Guru Besar Hukum Internasional Universitas Indonesia (UI) itu mengatakan, bantuan dari Indonesia tertuang dalam Peraturan Presiden Nomor 125 Tahun 2016 tentang Penanganan Pengungsi dari Luar Negeri (Perpres 125).
Dalam Pasal 1 angka 1 Perpres 125 didefinisikan istilah pengungsi dari luar negeri yaitu “pengungsi adalah orang asing yang berada di wilayah Negara Kesatuan Republik Indonesia disebabkan karena ketakutan yang beralasan akan persekusi dengan alasan ras, suku, agama, kebangsaan, keanggotaan kelompok sosial tertentu, dan pendapat politik yang berbeda serta tidak menginginkan perlindungan dari negara asalnya dan/atau telah mendapatkan status pencari suaka atau status pengungsi dari Perserikatan Bangsa-Bangsa melalui Komisariat Tinggi Urusan Pengungsi di Indonesia”.
Menjadi pertanyaan, kata Hikmahanto, para etnis Rohingya yang berdatangan itu apakah telah melalui suatu screening atau seleksi untuk dapat dikatagorikan sebagai pengungsi luar negeri menurut Perpres 125? Apakah mereka benar sedang dipersekusi atau ingin mencari penghidupan yang lebih baik di Indonesia? Apakah mereka sudah mendapatkan status pencari suaka atau status pengungsi dari UNHCR?

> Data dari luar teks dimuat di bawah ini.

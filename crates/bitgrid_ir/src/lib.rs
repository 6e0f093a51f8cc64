//! The signal substrate bitgrid arrays are built on.
//!
//! This crate defines a deliberately small hardware IR: a [`Module`] of
//! [`Signal`]s driven by [`Cell`]s (constants, bit slices, concatenations,
//! pass-through buffers, and bitcasts) and exposed through [`Port`]s. All
//! construction goes through a [`ModuleBuilder`], the explicit context handle
//! that array code threads through every call.

#![warn(missing_docs)]

pub mod arena;
pub mod bits;
pub mod builder;
pub mod cell;
pub mod error;
pub mod ids;
pub mod module;
pub mod port;
pub mod signal;
pub mod types;

pub use arena::{Arena, ArenaId};
pub use bits::BitSource;
pub use builder::ModuleBuilder;
pub use cell::{Cell, CellKind, Connection};
pub use error::{IrError, IrResult};
pub use ids::{CellId, PortId, SignalId, TypeId};
pub use module::Module;
pub use port::{Port, PortDirection};
pub use signal::{Signal, SignalKind, Value};
pub use types::{Type, TypeDb};
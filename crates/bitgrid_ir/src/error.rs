//! Errors raised by [`ModuleBuilder`](crate::ModuleBuilder) operations.

/// The result type for builder operations.
pub type IrResult<T> = Result<T, IrError>;

/// A structural operation was given operands it cannot accept.
#[derive(Debug, Clone, PartialEq, Eq, thiserror::Error)]
pub enum IrError {
    /// A slice reaches past the end of its source.
    #[error("slice [{low}, {}) out of range for a {source_width}-bit value", low + width)]
    SliceOutOfRange {
        /// First bit of the slice.
        low: u32,
        /// Width of the slice.
        width: u32,
        /// Width of the sliced value.
        source_width: u32,
    },

    /// A zero-width slice, constant, or concatenation was requested.
    #[error("zero-width {0} is not representable")]
    ZeroWidth(&'static str),

    /// A bitcast between types of different widths.
    #[error("cannot bitcast a {from}-bit value to {to} bits")]
    BitcastWidth {
        /// Width of the source value.
        from: u32,
        /// Width of the target type.
        to: u32,
    },

    /// An output port was driven with a value of the wrong width.
    #[error("output '{port}' expects {expected} bits, got {found}")]
    OutputWidth {
        /// The port name.
        port: String,
        /// Declared width.
        expected: u32,
        /// Width of the value.
        found: u32,
    },

    /// An output port was driven twice.
    #[error("output '{0}' is already driven")]
    AlreadyDriven(String),

    /// A port ID does not name an output of this module.
    #[error("'{0}' is not an output port")]
    NotAnOutput(String),
}

#[cfg(test)]
mod tests {
    use super::*;

    #[test]
    fn display_slice_out_of_range() {
        let err = IrError::SliceOutOfRange {
            low: 28,
            width: 8,
            source_width: 32,
        };
        assert_eq!(
            err.to_string(),
            "slice [28, 36) out of range for a 32-bit value"
        );
    }

    #[test]
    fn display_output_width() {
        let err = IrError::OutputWidth {
            port: "out".to_string(),
            expected: 1024,
            found: 512,
        };
        assert_eq!(err.to_string(), "output 'out' expects 1024 bits, got 512");
    }
}
//! Four-state logic values.

use serde::{Deserialize, Serialize};
use std::fmt;

/// One bit of a constant.
///
/// Array operations only ever produce `Zero` and `One`; `X` and `Z` are kept
/// so constants handed in from outside are reported as written.
#[derive(Clone, Copy, PartialEq, Eq, Hash, Debug, Serialize, Deserialize)]
pub enum Logic {
    /// Low.
    Zero,
    /// High.
    One,
    /// Unknown.
    X,
    /// High impedance.
    Z,
}

impl Logic {
    /// `One` for `true`, `Zero` for `false`.
    pub fn from_bool(value: bool) -> Self {
        if value {
            Logic::One
        } else {
            Logic::Zero
        }
    }
}

impl fmt::Display for Logic {
    fn fmt(&self, f: &mut fmt::Formatter<'_>) -> fmt::Result {
        let c = match self {
            Logic::Zero => '0',
            Logic::One => '1',
            Logic::X => 'X',
            Logic::Z => 'Z',
        };
        write!(f, "{c}")
    }
}

#[cfg(test)]
mod tests {
    use super::*;

    #[test]
    fn bools_map_to_known_values() {
        assert_eq!(Logic::from_bool(true), Logic::One);
        assert_eq!(Logic::from_bool(false), Logic::Zero);
    }

    #[test]
    fn display_chars() {
        let s: String = [Logic::One, Logic::Zero, Logic::X, Logic::Z]
            .iter()
            .map(Logic::to_string)
            .collect();
        assert_eq!(s, "10XZ");
    }
}
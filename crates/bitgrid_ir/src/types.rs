//! Hardware types and the interning type database.
//!
//! Every signal carries a [`TypeId`] into a [`TypeDb`]. Types are either flat
//! bit vectors or (possibly nested) arrays of them; an array's bit layout is
//! the row-major concatenation of its elements with element 0 least
//! significant.

use crate::ids::TypeId;
use serde::{Deserialize, Serialize};
use std::collections::HashMap;

/// A hardware type.
#[derive(Debug, Clone, PartialEq, Eq, Hash, Serialize, Deserialize)]
pub enum Type {
    /// A bit vector of known width (`i1`, `i32`, ...).
    Bits {
        /// The number of bits.
        width: u32,
    },
    /// A fixed-size array of another type.
    Array {
        /// The element type.
        element: TypeId,
        /// The number of elements.
        size: u32,
    },
}

/// Interned types, deduplicated so type equality is ID equality.
#[derive(Debug, Clone, Default, Serialize, Deserialize)]
pub struct TypeDb {
    types: Vec<Type>,
    #[serde(skip)]
    lookup: HashMap<Type, TypeId>,
}

impl TypeDb {
    /// Creates a new, empty type database.
    pub fn new() -> Self {
        Self::default()
    }

    /// Interns a type, returning the existing ID for an identical type.
    pub fn intern(&mut self, ty: Type) -> TypeId {
        if let Some(id) = self.lookup.get(&ty) {
            return *id;
        }
        // A deserialized db has an empty lookup table.
        if let Some(pos) = self.types.iter().position(|t| t == &ty) {
            let id = TypeId::from_raw(pos as u32);
            self.lookup.insert(ty, id);
            return id;
        }
        let id = TypeId::from_raw(self.types.len() as u32);
        self.types.push(ty.clone());
        self.lookup.insert(ty, id);
        id
    }

    /// Interns a `width`-bit vector type.
    pub fn bits(&mut self, width: u32) -> TypeId {
        self.intern(Type::Bits { width })
    }

    /// Interns a multidimensional array of `element`.
    ///
    /// `dims` lists the shape outermost-first, so `array(i32, &[4, 8])` is an
    /// array of 4 rows, each an array of 8 `i32`s.
    pub fn array(&mut self, element: TypeId, dims: &[u32]) -> TypeId {
        dims.iter().rev().fold(element, |inner, &size| {
            self.intern(Type::Array {
                element: inner,
                size,
            })
        })
    }

    /// Returns the type with the given ID.
    ///
    /// # Panics
    ///
    /// Panics if the ID was not produced by this database.
    pub fn get(&self, id: TypeId) -> &Type {
        &self.types[id.as_raw() as usize]
    }

    /// Returns the total bit width of a type.
    pub fn bit_width(&self, id: TypeId) -> u32 {
        match self.get(id) {
            Type::Bits { width } => *width,
            Type::Array { element, size } => self.bit_width(*element) * size,
        }
    }

    /// Splits an array type into its shape and innermost non-array element.
    ///
    /// Returns `None` for a plain bit vector.
    pub fn array_shape(&self, id: TypeId) -> Option<(Vec<usize>, TypeId)> {
        let mut dims = Vec::new();
        let mut cur = id;
        while let Type::Array { element, size } = self.get(cur) {
            dims.push(*size as usize);
            cur = *element;
        }
        if dims.is_empty() {
            None
        } else {
            Some((dims, cur))
        }
    }

    /// Renders a type as `i32` or `array<4 x array<8 x i32>>`.
    pub fn display(&self, id: TypeId) -> String {
        match self.get(id) {
            Type::Bits { width } => format!("i{width}"),
            Type::Array { element, size } => {
                format!("array<{size} x {}>", self.display(*element))
            }
        }
    }

    /// Returns the number of interned types.
    pub fn len(&self) -> usize {
        self.types.len()
    }

    /// Returns `true` if no types have been interned.
    pub fn is_empty(&self) -> bool {
        self.types.is_empty()
    }
}
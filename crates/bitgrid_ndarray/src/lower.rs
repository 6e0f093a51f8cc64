//! Lowering a fully populated array into a single flat signal.

use crate::array::NdArray;
use crate::error::{NdError, NdResult};
use crate::view::BitView;
use bitgrid_config::LoweringConfig;
use bitgrid_ir::{ModuleBuilder, Value};

/// Merges runs of views that continue one another in the same signal.
///
/// Input and output are ordered least significant first.
pub fn coalesce(views: &[BitView]) -> Vec<BitView> {
    let mut runs: Vec<BitView> = Vec::with_capacity(views.len());
    for view in views {
        match runs.last_mut() {
            Some(run) if run.is_followed_by(view) => run.extend(view),
            _ => runs.push(*view),
        }
    }
    runs
}

pub(crate) fn lower_array(
    array: &NdArray,
    ir: &mut ModuleBuilder<'_>,
    config: &LoweringConfig,
) -> NdResult<Value> {
    if array.is_empty() {
        return Err(NdError::Shape("cannot lower an empty array".to_string()));
    }
    let parts = match array.pass_through() {
        Some(source) if config.coalesce => vec![source],
        _ => {
            let elements = array.elements()?;
            if config.coalesce {
                coalesce(&elements)
            } else {
                elements
            }
        }
    };

    // Concat operands run from the most significant part down.
    let mut operands = Vec::with_capacity(parts.len());
    for part in parts.iter().rev() {
        operands.push(part.materialize(ir)?);
    }
    let flat = match operands.as_slice() {
        [single] => *single,
        _ => ir.concat(&operands)?,
    };
    log::debug!(
        "lowered {} x {} array into {} part(s), {} bits",
        array.len(),
        array.dtype(),
        parts.len(),
        flat.width
    );

    if !config.create_wire {
        return Ok(flat);
    }
    let name = match array.name() {
        Some(name) => ir.unique_name(name),
        None => ir.interner.fresh(&config.wire_prefix),
    };
    Ok(ir.wire(name, flat))
}
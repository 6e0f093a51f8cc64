//! `bitgrid list`: names the reference designs.

use bitgrid_designs::DESIGNS;

use crate::Session;

/// Prints one design per line.
pub fn run(session: &Session) -> Result<(), Box<dyn std::error::Error>> {
    if !session.quiet {
        render().iter().for_each(|line| println!("{line}"));
    }
    Ok(())
}

fn render() -> Vec<String> {
    let width = DESIGNS.iter().map(|d| d.name.len()).max().unwrap_or(0);
    DESIGNS
        .iter()
        .map(|d| format!("{:width$}  {}", d.name, d.description))
        .collect()
}
//! Symbolic N-dimensional arrays of hardware bit vectors.
//!
//! An [`NdArray`] is a grid of fixed-width elements whose contents are
//! deferred bit-range views ([`BitView`]) of signals in a
//! [`ModuleBuilder`](bitgrid_ir::ModuleBuilder). Arrays are populated by
//! element or region writes, rearranged with numpy-style transformations
//! (transpose, reshape, roll, concatenate) that never copy, and finally
//! lowered into one flat signal.
//!
//! ```ignore
//! let mut m = NdArray::new(&[32], Dtype::I32)?.named("m2");
//! for i in 0..16 {
//!     m.set(&[i], in1)?;
//! }
//! m.assign(&sel![16..32], in0)?;
//! let out = m.reshape(&[4, 8])?.lower(&mut ir, true)?;
//! ```

#![warn(missing_docs)]

pub mod array;
pub mod array_like;
pub mod dtype;
pub mod error;
pub mod index;
pub mod lower;
pub mod store;
pub mod view;

pub use array::{ArrayState, NdArray};
pub use array_like::{ArrayLike, ArrayValueExt};
pub use dtype::Dtype;
pub use error::{NdError, NdResult};
pub use index::{IndexMap, Sel, SliceSpec};
pub use store::{Coercion, Element, ElementStore};
pub use view::BitView;
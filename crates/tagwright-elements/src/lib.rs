//! # tagwright-elements
//!
//! Concrete HTML elements rendered through a shared opening-tag template.
//!
//! Every element owns an [`AttributeCollection`](tagwright_core::AttributeCollection)
//! and picks up the fluent modifiers from
//! [`AttributeModifiers`](tagwright_core::AttributeModifiers). Rendering
//! takes a [`RenderContext`] carrying the site settings the element needs.
//!
//! ## Elements
//!
//! - [`Tag`]: any element by name, no core attributes
//! - [`Button`]: `<button type="...">` with `btn` classes
//! - [`TextField`]: void `<input>` with `form-control` classes
//! - [`MetaLink`]: void `<link href="..." rel="...">`
//!
//! ## Example
//!
//! ```
//! use tagwright_elements::prelude::*;
//!
//! let ctx = RenderContext::default();
//! let html = Tag::new("section")
//!     .classes(["b", "a"])
//!     .aria(AriaAttribute::Label, "Intro")
//!     .data("Step", "1")
//!     .render(&ctx);
//!
//! assert_eq!(
//!     html,
//!     "<section aria-label=\"Intro\" data-step=\"1\" class=\"a b\"></section>"
//! );
//! ```

pub mod button;
pub mod context;
pub mod error;
pub mod highlighter;
pub mod meta_link;
pub mod render;
pub mod tag;
pub mod text_field;
pub mod variant;

pub use button::{Button, ButtonType};
pub use context::{RenderContext, SiteConfig};
pub use error::{ElementError, Result};
pub use highlighter::HighlighterTheme;
pub use meta_link::MetaLink;
pub use render::{OpeningTag, Render};
pub use tag::Tag;
pub use text_field::{TextField, TextType};
pub use variant::{ControlSize, Variant};

/// Common imports, including the core prelude.
pub mod prelude {
	pub use crate::button::{Button, ButtonType};
	pub use crate::context::{RenderContext, SiteConfig};
	pub use crate::highlighter::HighlighterTheme;
	pub use crate::meta_link::MetaLink;
	pub use crate::render::Render;
	pub use crate::tag::Tag;
	pub use crate::text_field::{TextField, TextType};
	pub use crate::variant::{ControlSize, Variant};
	pub use tagwright_core::prelude::*;
}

“Bila belum melalui proses screening maka tidak ada keharusan bagi pemerintah untuk memperlakukan etnis Rohingya sebagai pengungsi luar negeri sehingga Perpres 125 diberlakukan,” ucapnya.
Karena itu, kata Hikmahanto, sudah seharusnya pemerintah mengambil tindakan tegas terhadap gelombang kedatangan etnis Rohingya. “Jangan sampai pemerintah terlambat mengambil kebijakan sehingga menjadi pekerjaan rumah yang sulit untuk diselesaikan di kemudian hari,” katanya.
Hikmahanto mengatakan, paling tidak ada lima hal yang harus dilakukan oleh pemerintah sebagai bentuk ketegasan.
Pertama, pemerintah menyerahkan segala sesuatu kepada UNHCR.
Kedua, pemerintah harus meminta agar UNHCR menyiapkan dan mengeluarkan anggaran untuk kebutuhan sehari-hari dari etnis Rohingya.
Ketiga, pemerintah untuk sementara harus mencarikan pulau terpencil untuk menampung etnis Rohingya yang sudah ada di Indonesia. Ini untuk mengantisipasi mereka lari dari penampungan dan berbaur dengan warga lokal.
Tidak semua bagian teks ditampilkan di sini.